Stored data
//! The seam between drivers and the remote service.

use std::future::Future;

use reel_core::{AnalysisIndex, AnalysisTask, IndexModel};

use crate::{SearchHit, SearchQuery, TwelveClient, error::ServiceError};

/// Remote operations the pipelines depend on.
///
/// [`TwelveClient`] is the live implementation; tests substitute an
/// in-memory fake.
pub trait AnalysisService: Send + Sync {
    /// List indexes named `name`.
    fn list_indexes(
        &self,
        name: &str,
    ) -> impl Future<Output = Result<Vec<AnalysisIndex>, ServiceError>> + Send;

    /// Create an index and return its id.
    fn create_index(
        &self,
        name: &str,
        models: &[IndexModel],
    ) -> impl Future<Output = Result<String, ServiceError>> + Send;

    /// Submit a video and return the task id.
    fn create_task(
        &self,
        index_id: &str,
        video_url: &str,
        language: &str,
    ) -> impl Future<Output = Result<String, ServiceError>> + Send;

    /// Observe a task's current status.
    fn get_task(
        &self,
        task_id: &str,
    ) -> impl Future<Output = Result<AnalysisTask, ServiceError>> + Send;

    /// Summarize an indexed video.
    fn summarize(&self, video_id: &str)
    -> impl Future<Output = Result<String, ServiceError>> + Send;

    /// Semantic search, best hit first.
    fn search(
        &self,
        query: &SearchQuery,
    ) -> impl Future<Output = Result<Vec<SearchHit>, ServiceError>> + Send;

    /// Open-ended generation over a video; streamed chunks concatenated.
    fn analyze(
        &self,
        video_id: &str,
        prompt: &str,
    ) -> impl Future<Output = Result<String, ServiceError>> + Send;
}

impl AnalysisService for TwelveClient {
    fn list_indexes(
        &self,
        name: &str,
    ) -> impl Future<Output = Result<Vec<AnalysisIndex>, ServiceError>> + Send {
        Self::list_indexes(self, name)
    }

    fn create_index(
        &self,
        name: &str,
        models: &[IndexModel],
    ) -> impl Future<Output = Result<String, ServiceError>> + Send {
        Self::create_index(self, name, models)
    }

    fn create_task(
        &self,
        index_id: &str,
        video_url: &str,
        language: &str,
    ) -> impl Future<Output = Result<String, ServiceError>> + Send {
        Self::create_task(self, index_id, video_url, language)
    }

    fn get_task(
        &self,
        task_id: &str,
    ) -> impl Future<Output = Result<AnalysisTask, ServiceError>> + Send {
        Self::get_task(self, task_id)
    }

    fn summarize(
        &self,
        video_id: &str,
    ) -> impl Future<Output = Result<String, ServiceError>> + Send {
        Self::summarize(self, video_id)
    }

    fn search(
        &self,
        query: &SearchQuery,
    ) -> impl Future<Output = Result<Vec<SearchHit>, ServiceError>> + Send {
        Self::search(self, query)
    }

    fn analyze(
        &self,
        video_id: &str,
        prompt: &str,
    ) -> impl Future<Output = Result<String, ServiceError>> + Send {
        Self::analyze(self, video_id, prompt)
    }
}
---
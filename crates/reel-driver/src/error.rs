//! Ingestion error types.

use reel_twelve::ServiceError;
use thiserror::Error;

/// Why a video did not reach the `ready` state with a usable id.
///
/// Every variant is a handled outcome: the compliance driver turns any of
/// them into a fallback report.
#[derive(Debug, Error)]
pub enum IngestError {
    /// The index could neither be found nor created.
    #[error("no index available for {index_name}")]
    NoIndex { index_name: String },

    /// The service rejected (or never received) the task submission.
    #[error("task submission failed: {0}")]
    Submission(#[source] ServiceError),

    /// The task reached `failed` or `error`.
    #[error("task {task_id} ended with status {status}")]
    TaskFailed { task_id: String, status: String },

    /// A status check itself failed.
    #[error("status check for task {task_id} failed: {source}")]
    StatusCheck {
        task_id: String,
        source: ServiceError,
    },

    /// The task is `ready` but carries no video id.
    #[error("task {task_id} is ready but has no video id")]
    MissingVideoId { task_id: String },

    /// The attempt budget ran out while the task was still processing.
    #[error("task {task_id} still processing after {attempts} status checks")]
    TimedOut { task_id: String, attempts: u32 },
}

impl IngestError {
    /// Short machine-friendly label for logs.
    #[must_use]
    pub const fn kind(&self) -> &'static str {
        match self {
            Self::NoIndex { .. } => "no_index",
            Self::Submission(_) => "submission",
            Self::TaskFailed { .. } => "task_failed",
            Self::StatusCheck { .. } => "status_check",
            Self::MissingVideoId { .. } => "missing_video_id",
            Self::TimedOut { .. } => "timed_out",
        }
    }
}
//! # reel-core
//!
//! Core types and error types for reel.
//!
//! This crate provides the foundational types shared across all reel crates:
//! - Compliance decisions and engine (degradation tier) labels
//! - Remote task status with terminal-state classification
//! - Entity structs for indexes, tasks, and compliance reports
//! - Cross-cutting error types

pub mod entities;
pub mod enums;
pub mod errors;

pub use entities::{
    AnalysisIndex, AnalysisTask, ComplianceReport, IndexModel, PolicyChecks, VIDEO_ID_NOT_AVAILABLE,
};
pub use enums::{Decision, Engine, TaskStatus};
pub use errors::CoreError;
...
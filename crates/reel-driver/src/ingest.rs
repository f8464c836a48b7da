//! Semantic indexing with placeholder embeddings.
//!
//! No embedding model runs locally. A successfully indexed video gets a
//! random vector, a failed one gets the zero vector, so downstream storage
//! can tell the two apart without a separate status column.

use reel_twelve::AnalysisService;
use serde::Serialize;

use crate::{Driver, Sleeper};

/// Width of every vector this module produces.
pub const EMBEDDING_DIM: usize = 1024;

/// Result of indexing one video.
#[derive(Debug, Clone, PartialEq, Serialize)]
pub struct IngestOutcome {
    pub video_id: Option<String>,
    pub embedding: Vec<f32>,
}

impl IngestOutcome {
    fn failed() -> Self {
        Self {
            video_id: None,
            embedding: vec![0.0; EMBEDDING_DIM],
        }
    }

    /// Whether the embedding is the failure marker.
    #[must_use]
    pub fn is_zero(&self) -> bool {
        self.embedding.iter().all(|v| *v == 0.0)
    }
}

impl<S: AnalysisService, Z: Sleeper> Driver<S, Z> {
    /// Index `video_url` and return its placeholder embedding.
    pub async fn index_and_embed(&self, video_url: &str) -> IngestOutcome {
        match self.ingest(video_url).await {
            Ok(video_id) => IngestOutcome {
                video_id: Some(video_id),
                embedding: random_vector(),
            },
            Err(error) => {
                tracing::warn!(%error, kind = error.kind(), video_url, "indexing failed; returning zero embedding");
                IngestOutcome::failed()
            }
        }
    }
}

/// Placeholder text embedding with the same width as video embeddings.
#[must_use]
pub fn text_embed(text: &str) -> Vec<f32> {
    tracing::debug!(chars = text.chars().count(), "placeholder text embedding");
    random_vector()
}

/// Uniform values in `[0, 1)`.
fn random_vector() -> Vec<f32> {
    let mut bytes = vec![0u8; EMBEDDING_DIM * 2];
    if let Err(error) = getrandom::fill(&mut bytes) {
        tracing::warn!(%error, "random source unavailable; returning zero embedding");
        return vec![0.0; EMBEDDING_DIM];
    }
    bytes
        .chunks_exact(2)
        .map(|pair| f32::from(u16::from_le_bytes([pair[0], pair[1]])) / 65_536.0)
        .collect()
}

▶ _Your assignment_
Using the records above, set down exactly the lines from the one with "use serde::Serialize;" through the one with "pub fn is_zero(&self)", inclusive, and nothing more.

▶ _Solution for this task_
use serde::Serialize;

use crate::{Driver, Sleeper};

/// Width of every vector this module produces.
pub const EMBEDDING_DIM: usize = 1024;

/// Result of indexing one video.
#[derive(Debug, Clone, PartialEq, Serialize)]
pub struct IngestOutcome {
    pub video_id: Option<String>,
    pub embedding: Vec<f32>,
}

impl IngestOutcome {
    fn failed() -> Self {
        Self {
            video_id: None,
            embedding: vec![0.0; EMBEDDING_DIM],
        }
    }

    /// Whether the embedding is the failure marker.
    #[must_use]
    pub fn is_zero(&self) -> bool {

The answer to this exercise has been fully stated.